A whole genome sequencing of natural and mutant producer strains is the best way to analyze the genome and to search for mutations that could cause the acquisition of a number of properties valuable for biotechnological and pharmaceutical industry.The main goal of current research was to identify mutations that had been induced by chemical mutagenesis in the genome of the mutant strain Рseudomonas chlororaphis subsp. aurantiaca B-162/15 resistant to hydrogen peroxide. It would give an opportunity to discover new genes potentially participating in phenazine compounds biosynthesis. Such an approach also makes it possible to identify genes, whose products do not directly participate in the phenazine synthesis, but influence the phenazine detoxification, excretion, and optimization of antioxidant system activity.
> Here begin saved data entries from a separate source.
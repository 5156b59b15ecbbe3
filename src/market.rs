//! Market configuration and state.
//!
//! A market is one tradable contract: its oracle, its admission rules for new positions,
//! and the aggregates the ledger and funding engine keep on it.

use crate::config::LEVERAGE_CEILING;
use crate::types::{Bps, Direction, MarketId, OracleRef, Quote, Timestamp};
use rust_decimal::Decimal;
use serde::{Deserialize, Serialize};

/// Parameters for a new market.
#[derive(Debug, Clone, PartialEq, Serialize, Deserialize)]
pub struct NewMarket {
    pub oracle: OracleRef,
    /// Smallest margin a position may open with
    pub min_collateral: Quote,
    /// Integer leverage cap, 1..=100
    pub max_leverage: u16,
    /// Maintenance margin in bps of size, strictly between 0 and 10000
    pub maintenance_margin_bps: u16,
}

/// Partial update. `None` leaves a field unchanged.
#[derive(Debug, Clone, Default, PartialEq, Serialize, Deserialize)]
pub struct MarketUpdate {
    pub oracle: Option<OracleRef>,
    pub min_collateral: Option<Quote>,
    pub max_leverage: Option<u16>,
    pub maintenance_margin_bps: Option<u16>,
}

#[derive(Debug, Clone, Serialize, Deserialize)]
pub struct Market {
    pub id: MarketId,
    pub oracle: OracleRef,
    pub min_collateral: Quote,
    pub max_leverage: u16,
    pub maintenance_margin_bps: u16,
    pub is_active: bool,
    /// Aggregate notional size of open longs
    pub open_interest_long: Decimal,
    /// Aggregate notional size of open shorts
    pub open_interest_short: Decimal,
    /// Signed, in index units. Only the funding engine moves it.
    pub cumulative_funding_index: Decimal,
    pub last_funding_time: Timestamp,
    pub created_at: Timestamp,
}

impl Market {
    pub(crate) fn new(id: MarketId, params: NewMarket, now: Timestamp) -> Self {
        Self {
            id,
            oracle: params.oracle,
            min_collateral: params.min_collateral,
            max_leverage: params.max_leverage,
            maintenance_margin_bps: params.maintenance_margin_bps,
            is_active: true,
            open_interest_long: Decimal::ZERO,
            open_interest_short: Decimal::ZERO,
            cumulative_funding_index: Decimal::ZERO,
            last_funding_time: now,
            created_at: now,
        }
    }

    pub fn maintenance_margin(&self) -> Bps {
        Bps::new(self.maintenance_margin_bps)
    }

    pub fn total_open_interest(&self) -> Decimal {
        self.open_interest_long.saturating_add(self.open_interest_short)
    }

    pub fn net_open_interest(&self) -> Decimal {
        self.open_interest_long.saturating_sub(self.open_interest_short)
    }

    pub fn open_interest(&self, direction: Direction) -> Decimal {
        match direction {
            Direction::Long => self.open_interest_long,
            Direction::Short => self.open_interest_short,
        }
    }

    pub fn accepts_leverage(&self, leverage: u16) -> bool {
        leverage >= 1 && leverage <= self.max_leverage
    }
}

#[derive(Debug, Clone, PartialEq, thiserror::Error)]
pub enum MarketError {
    #[error("Market {0:?} already exists")]
    AlreadyExists(MarketId),

    #[error("Market {0:?} not found")]
    NotFound(MarketId),

    #[error("Oracle reference is empty")]
    MissingOracle,

    #[error("Max leverage {leverage} outside 1..={cap}")]
    InvalidMaxLeverage { leverage: u16, cap: u16 },

    #[error("Maintenance margin {0}bps outside (0, 10000)")]
    InvalidMaintenanceMargin(u16),

    #[error("Minimum collateral {0} is negative")]
    NegativeMinCollateral(Quote),

    #[error("Open interest on market {0:?} is out of range")]
    OpenInterestOverflow(MarketId),

    #[error("Funding index on market {0:?} is out of range")]
    FundingIndexOverflow(MarketId),
}

pub(crate) fn validate_oracle(oracle: &OracleRef) -> Result<(), MarketError> {
    if oracle.is_blank() {
        return Err(MarketError::MissingOracle);
    }
    Ok(())
}

// chain_cap narrows the 1..=100 range for deployments with a lower ceiling
pub(crate) fn validate_max_leverage(leverage: u16, chain_cap: u16) -> Result<(), MarketError> {
    let cap = chain_cap.min(LEVERAGE_CEILING);
    if leverage == 0 || leverage > cap {
        return Err(MarketError::InvalidMaxLeverage { leverage, cap });
    }
    Ok(())
}

pub(crate) fn validate_maintenance_margin(bps: u16) -> Result<(), MarketError> {
    if bps == 0 || bps >= Bps::DENOMINATOR {
        return Err(MarketError::InvalidMaintenanceMargin(bps));
    }
    Ok(())
}

pub(crate) fn validate_min_collateral(amount: Quote) -> Result<(), MarketError> {
    if amount.is_negative() {
        return Err(MarketError::NegativeMinCollateral(amount));
    }
    Ok(())
}

impl NewMarket {
    pub fn validate(&self, chain_cap: u16) -> Result<(), MarketError> {
        validate_oracle(&self.oracle)?;
        validate_max_leverage(self.max_leverage, chain_cap)?;
        validate_maintenance_margin(self.maintenance_margin_bps)?;
        validate_min_collateral(self.min_collateral)?;
        Ok(())
    }
}

impl MarketUpdate {
    pub fn validate(&self, chain_cap: u16) -> Result<(), MarketError> {
        if let Some(oracle) = &self.oracle {
            validate_oracle(oracle)?;
        }
        if let Some(leverage) = self.max_leverage {
            validate_max_leverage(leverage, chain_cap)?;
        }
        if let Some(bps) = self.maintenance_margin_bps {
            validate_maintenance_margin(bps)?;
        }
        if let Some(amount) = self.min_collateral {
            validate_min_collateral(amount)?;
        }
        Ok(())
    }

    // caller validates first so a half-applied update is impossible
    pub(crate) fn apply_to(self, market: &mut Market) {
        if let Some(oracle) = self.oracle {
            market.oracle = oracle;
        }
        if let Some(amount) = self.min_collateral {
            market.min_collateral = amount;
        }
        if let Some(leverage) = self.max_leverage {
            market.max_leverage = leverage;
        }
        if let Some(bps) = self.maintenance_margin_bps {
            market.maintenance_margin_bps = bps;
        }
    }
}

#[cfg(test)]
mod tests {
    use super::*;
    use rust_decimal_macros::dec;

    fn btc_params() -> NewMarket {
        NewMarket {
            oracle: OracleRef::new("BTC/USD"),
            min_collateral: Quote::new(dec!(100)),
            max_leverage: 10,
            maintenance_margin_bps: 500,
        }
    }

    #[test]
    fn valid_market_params() {
        assert!(btc_params().validate(100).is_ok());
    }

    #[test]
    fn leverage_bounds() {
        let mut params = btc_params();
        params.max_leverage = 0;
        assert!(matches!(params.validate(100), Err(MarketError::InvalidMaxLeverage { .. })));

        params.max_leverage = 101;
        assert!(matches!(params.validate(100), Err(MarketError::InvalidMaxLeverage { .. })));

        params.max_leverage = 100;
        assert!(params.validate(100).is_ok());
        // a 50x chain refuses a 100x market
        assert!(params.validate(50).is_err());
    }

    #[test]
    fn maintenance_margin_bounds() {
        let mut params = btc_params();
        for bad in [0, 10_000, 12_000] {
            params.maintenance_margin_bps = bad;
            assert_eq!(params.validate(100), Err(MarketError::InvalidMaintenanceMargin(bad)));
        }
        params.maintenance_margin_bps = 9_999;
        assert!(params.validate(100).is_ok());
    }

    #[test]
    fn blank_oracle_rejected() {
        let mut params = btc_params();
        params.oracle = OracleRef::new("");
        assert_eq!(params.validate(100), Err(MarketError::MissingOracle));
    }

    #[test]
    fn new_market_starts_active_and_flat() {
        let market = Market::new(MarketId(1), btc_params(), Timestamp::from_millis(5));

        assert!(market.is_active);
        assert_eq!(market.total_open_interest(), Decimal::ZERO);
        assert_eq!(market.cumulative_funding_index, Decimal::ZERO);
        assert_eq!(market.last_funding_time, Timestamp::from_millis(5));
    }

    #[test]
    fn update_applies_only_supplied_fields() {
        let mut market = Market::new(MarketId(1), btc_params(), Timestamp::from_millis(0));
        let update = MarketUpdate {
            max_leverage: Some(20),
            ..MarketUpdate::default()
        };
        assert!(update.validate(100).is_ok());
        update.apply_to(&mut market);

        assert_eq!(market.max_leverage, 20);
        assert_eq!(market.maintenance_margin_bps, 500);
        assert_eq!(market.min_collateral.value(), dec!(100));
    }

    #[test]
    fn accepts_leverage_range() {
        let market = Market::new(MarketId(1), btc_params(), Timestamp::from_millis(0));
        assert!(!market.accepts_leverage(0));
        assert!(market.accepts_leverage(1));
        assert!(market.accepts_leverage(10));
        assert!(!market.accepts_leverage(11));
    }
}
Most of all, it could help us to discover new unpredicted enzyme systems that might be involved into this process.The genome size of P. chlororaphis subsp. aurantiaca B-162/15 was 7109863 b. p. It contained 6493 open reading frames and 66 sequences encoding transport and ribosomal RNA. Comparison of a wild-type strain and B-162/15 mutant genomes revealed 16 mutations, 13 of which were located in coding sequences and 3 were located in intergenic regions. Six mutations led to radical replacements in amino acid sequences of coded proteins (with a Grantham distance of more than 80). We managed to identify four potential gene-candidates, which could influence the phenazine metabolism and provided the ability of mutant strain to superproductivity. They were arginine N-succinyltransferase, phosphoenolpyruvate synthase, iron-contain-ing redox enzyme family protein, membrane-associated proteins in eicosanoid and glutathione metabolism. Three prophage regions were identified, two regions of which were intact and one region was incomplete. The prophage genes, as well as the bacterial genes were inside these regions. We also managed to identify two genes of Agrobacterium tumefaciens inside prophage region 2. It was possible that these regions were introduced into the genome of studied strain by viral transduction.